* **EXERCISE**
Read through the lines below for the string "held" and copy each one that has it.
+===+
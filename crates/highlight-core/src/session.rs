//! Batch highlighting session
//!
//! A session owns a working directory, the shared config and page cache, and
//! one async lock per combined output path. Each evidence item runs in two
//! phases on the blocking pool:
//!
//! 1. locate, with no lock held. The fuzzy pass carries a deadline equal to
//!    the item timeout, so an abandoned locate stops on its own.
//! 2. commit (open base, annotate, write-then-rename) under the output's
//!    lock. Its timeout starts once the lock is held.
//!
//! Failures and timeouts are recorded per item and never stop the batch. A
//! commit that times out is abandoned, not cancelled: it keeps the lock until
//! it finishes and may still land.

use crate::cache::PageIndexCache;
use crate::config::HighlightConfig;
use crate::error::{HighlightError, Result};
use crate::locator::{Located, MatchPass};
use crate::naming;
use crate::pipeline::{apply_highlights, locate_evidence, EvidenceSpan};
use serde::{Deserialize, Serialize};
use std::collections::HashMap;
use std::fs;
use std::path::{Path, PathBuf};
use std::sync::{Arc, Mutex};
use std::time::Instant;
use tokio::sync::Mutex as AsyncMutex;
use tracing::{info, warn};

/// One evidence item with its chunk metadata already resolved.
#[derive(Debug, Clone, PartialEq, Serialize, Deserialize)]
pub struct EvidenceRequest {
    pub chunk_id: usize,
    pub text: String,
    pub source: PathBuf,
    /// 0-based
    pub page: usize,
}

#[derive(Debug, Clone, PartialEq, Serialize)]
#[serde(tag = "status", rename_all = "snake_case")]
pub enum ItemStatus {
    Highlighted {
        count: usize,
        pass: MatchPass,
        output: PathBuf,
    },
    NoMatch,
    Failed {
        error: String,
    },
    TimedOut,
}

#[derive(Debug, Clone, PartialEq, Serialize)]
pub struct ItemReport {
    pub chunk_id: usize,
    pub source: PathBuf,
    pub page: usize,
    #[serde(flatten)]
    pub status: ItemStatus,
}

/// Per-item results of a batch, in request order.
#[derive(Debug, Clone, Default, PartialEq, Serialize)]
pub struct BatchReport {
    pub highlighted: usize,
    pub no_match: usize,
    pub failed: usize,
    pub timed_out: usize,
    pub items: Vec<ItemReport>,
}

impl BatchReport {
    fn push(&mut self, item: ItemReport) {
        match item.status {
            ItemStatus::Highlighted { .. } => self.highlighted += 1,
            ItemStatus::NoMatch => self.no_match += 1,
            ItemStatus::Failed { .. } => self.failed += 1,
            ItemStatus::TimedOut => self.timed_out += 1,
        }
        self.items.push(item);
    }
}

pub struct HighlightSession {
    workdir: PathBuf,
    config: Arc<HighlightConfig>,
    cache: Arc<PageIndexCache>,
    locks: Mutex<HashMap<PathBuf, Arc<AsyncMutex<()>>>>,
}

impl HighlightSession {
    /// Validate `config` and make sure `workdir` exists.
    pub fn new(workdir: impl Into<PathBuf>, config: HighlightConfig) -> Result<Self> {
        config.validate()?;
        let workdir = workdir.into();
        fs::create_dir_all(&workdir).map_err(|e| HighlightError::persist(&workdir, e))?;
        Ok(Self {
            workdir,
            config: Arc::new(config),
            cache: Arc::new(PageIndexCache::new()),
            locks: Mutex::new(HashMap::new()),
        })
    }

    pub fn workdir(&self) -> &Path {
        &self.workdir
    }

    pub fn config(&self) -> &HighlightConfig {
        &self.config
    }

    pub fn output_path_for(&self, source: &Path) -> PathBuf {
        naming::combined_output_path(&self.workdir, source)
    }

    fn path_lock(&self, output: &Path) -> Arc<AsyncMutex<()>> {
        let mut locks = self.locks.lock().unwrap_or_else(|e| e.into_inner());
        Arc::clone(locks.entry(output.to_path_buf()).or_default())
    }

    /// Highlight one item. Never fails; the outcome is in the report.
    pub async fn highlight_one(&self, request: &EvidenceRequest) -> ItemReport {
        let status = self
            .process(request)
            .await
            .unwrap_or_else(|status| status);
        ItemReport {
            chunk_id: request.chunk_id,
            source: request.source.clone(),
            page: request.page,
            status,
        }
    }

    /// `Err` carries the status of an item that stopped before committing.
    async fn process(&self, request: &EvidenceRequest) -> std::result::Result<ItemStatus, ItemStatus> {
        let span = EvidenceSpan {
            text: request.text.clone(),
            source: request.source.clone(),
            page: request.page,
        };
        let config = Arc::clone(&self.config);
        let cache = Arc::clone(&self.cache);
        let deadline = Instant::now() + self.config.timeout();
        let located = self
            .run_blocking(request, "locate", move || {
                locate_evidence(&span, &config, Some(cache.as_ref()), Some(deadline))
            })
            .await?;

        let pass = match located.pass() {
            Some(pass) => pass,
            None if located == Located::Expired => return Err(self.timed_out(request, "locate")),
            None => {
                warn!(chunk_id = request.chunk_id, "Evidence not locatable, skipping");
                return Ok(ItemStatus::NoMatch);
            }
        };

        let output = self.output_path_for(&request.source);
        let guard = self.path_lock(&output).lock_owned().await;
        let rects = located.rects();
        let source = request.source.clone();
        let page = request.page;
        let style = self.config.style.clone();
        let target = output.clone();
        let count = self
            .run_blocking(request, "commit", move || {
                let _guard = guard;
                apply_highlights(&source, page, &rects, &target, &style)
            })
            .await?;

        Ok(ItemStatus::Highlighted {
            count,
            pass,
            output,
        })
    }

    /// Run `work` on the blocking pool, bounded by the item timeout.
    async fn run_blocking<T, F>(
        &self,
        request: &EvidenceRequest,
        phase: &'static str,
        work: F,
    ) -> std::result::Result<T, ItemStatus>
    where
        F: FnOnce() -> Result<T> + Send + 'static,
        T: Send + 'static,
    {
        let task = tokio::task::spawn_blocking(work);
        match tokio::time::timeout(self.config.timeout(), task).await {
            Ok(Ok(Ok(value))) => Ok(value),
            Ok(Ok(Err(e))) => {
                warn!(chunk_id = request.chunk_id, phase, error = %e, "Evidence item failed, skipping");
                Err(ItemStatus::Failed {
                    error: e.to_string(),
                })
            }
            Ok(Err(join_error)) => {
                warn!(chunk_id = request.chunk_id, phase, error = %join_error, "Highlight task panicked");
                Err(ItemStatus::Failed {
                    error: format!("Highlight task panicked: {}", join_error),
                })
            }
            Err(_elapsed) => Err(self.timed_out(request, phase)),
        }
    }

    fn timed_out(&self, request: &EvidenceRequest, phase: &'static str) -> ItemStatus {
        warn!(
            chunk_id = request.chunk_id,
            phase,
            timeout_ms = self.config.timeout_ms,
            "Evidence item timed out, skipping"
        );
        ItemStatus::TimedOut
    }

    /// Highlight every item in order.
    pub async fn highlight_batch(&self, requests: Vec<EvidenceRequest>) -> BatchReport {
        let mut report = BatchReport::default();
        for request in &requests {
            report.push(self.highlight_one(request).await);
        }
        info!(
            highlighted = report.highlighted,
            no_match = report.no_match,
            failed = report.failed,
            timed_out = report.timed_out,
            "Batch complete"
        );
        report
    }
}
+===+
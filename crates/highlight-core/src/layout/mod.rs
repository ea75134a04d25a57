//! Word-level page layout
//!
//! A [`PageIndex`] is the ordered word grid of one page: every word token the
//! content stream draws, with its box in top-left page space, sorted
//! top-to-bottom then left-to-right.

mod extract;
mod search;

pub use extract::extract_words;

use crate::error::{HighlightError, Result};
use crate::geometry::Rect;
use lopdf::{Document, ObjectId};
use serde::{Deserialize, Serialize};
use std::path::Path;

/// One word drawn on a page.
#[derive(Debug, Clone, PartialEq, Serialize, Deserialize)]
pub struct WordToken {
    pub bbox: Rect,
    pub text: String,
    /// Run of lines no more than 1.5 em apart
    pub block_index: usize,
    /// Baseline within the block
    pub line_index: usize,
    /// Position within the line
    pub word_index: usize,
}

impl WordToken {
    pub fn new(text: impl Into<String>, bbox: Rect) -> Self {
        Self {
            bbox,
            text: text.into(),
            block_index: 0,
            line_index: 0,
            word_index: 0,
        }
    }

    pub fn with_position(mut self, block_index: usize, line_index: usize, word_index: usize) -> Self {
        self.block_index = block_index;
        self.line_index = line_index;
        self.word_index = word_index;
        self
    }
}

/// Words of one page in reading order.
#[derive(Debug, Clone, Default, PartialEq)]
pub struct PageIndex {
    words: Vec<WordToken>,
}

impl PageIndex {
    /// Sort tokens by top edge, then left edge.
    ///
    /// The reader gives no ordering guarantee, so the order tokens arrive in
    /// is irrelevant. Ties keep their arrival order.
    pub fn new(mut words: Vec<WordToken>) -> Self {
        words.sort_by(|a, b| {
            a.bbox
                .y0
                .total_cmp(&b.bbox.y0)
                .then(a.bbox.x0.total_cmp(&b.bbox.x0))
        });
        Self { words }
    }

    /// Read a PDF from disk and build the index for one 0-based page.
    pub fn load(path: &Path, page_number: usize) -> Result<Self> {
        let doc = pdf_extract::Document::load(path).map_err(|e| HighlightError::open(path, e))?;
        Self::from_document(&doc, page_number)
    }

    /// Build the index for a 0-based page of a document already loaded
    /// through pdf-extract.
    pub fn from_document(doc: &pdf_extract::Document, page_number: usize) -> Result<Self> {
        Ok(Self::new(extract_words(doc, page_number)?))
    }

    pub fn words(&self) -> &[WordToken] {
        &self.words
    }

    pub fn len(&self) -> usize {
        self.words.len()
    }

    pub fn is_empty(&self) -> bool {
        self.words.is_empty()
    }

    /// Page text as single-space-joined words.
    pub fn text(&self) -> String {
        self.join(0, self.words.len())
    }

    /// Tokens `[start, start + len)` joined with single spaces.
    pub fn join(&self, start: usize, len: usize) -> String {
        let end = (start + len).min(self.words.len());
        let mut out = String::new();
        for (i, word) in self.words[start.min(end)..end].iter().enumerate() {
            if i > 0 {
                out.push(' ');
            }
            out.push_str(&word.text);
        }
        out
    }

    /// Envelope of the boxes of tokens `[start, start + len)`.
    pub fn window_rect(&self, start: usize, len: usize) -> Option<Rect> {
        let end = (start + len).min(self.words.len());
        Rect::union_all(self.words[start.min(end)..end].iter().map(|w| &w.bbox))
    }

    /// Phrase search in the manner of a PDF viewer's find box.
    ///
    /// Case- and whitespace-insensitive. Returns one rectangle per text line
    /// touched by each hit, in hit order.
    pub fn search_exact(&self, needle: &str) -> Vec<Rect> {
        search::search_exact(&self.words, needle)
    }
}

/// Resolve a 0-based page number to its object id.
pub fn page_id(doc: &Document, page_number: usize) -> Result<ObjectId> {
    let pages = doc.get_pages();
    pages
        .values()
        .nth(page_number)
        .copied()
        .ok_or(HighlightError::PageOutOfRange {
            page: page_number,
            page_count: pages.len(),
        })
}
+===+
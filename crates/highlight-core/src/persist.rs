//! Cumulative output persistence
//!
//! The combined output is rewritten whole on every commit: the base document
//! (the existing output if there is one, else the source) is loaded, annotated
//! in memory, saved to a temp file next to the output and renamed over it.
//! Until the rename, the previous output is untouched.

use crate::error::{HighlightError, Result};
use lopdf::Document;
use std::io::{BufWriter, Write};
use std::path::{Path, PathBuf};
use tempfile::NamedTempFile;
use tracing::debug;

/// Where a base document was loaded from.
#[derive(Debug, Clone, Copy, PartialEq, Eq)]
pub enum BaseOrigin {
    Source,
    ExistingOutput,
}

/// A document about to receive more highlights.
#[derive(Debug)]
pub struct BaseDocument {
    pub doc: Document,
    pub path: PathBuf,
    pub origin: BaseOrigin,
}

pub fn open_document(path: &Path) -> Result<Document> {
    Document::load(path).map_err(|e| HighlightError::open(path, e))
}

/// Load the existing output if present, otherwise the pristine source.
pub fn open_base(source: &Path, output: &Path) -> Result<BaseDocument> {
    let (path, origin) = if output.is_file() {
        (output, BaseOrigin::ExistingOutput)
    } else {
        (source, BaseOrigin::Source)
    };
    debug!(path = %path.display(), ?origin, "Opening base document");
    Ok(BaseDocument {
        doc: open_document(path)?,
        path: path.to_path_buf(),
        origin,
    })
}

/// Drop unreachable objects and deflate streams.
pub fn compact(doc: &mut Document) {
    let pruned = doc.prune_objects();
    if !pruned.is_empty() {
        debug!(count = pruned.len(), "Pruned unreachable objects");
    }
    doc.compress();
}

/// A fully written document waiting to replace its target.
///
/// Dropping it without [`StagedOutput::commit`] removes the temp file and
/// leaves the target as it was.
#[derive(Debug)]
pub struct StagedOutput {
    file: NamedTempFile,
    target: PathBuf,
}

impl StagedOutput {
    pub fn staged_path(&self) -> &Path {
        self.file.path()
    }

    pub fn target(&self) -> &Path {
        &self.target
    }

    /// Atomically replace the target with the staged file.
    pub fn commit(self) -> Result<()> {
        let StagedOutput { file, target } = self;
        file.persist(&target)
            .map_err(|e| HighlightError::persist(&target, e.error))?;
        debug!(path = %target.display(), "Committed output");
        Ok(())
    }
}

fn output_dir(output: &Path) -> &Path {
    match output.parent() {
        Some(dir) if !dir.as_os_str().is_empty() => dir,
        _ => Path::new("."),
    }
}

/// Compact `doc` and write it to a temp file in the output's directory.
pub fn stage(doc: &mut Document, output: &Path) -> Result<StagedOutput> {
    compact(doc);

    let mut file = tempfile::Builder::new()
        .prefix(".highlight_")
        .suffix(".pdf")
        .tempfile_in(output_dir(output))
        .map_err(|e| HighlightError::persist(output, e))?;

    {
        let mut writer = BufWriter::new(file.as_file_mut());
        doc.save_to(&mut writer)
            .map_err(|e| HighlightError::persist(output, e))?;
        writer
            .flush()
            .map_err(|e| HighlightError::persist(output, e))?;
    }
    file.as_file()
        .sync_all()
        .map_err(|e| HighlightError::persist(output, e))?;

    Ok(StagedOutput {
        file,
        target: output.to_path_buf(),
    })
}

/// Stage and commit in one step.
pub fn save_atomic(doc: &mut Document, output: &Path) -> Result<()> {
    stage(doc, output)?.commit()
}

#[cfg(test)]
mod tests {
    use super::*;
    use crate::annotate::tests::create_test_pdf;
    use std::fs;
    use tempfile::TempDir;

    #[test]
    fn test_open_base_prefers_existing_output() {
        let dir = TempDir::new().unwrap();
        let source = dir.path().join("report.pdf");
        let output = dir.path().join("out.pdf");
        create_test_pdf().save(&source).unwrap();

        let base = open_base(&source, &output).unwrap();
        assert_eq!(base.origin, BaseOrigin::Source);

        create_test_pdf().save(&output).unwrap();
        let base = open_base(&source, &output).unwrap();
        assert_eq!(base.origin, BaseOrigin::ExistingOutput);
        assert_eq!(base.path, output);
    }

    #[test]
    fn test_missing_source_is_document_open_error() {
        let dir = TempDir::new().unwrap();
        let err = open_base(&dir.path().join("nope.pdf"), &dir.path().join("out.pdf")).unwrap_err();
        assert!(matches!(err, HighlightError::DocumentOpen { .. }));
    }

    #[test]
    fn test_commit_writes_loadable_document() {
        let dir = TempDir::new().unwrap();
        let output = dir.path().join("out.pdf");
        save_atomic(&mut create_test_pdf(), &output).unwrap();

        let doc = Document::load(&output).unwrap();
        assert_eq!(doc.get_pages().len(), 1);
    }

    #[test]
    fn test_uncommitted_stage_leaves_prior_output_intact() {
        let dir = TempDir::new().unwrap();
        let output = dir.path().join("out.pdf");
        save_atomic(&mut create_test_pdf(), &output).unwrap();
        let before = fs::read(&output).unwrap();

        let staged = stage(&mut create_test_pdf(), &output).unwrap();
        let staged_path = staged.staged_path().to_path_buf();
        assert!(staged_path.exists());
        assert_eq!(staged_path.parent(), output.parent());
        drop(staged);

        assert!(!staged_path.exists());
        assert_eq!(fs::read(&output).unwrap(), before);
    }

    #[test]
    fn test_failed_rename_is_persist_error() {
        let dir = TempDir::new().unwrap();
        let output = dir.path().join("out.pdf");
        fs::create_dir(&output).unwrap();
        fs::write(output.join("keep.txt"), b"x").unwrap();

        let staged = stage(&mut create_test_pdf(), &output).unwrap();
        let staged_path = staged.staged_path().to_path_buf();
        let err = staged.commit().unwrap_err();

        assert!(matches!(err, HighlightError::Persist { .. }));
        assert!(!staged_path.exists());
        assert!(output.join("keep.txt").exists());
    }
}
+===+
* **TASK RESPONSE**
//! 1. locate, with no lock held. The fuzzy pass carries a deadline equal to
//!    lock. Its timeout starts once the lock is held.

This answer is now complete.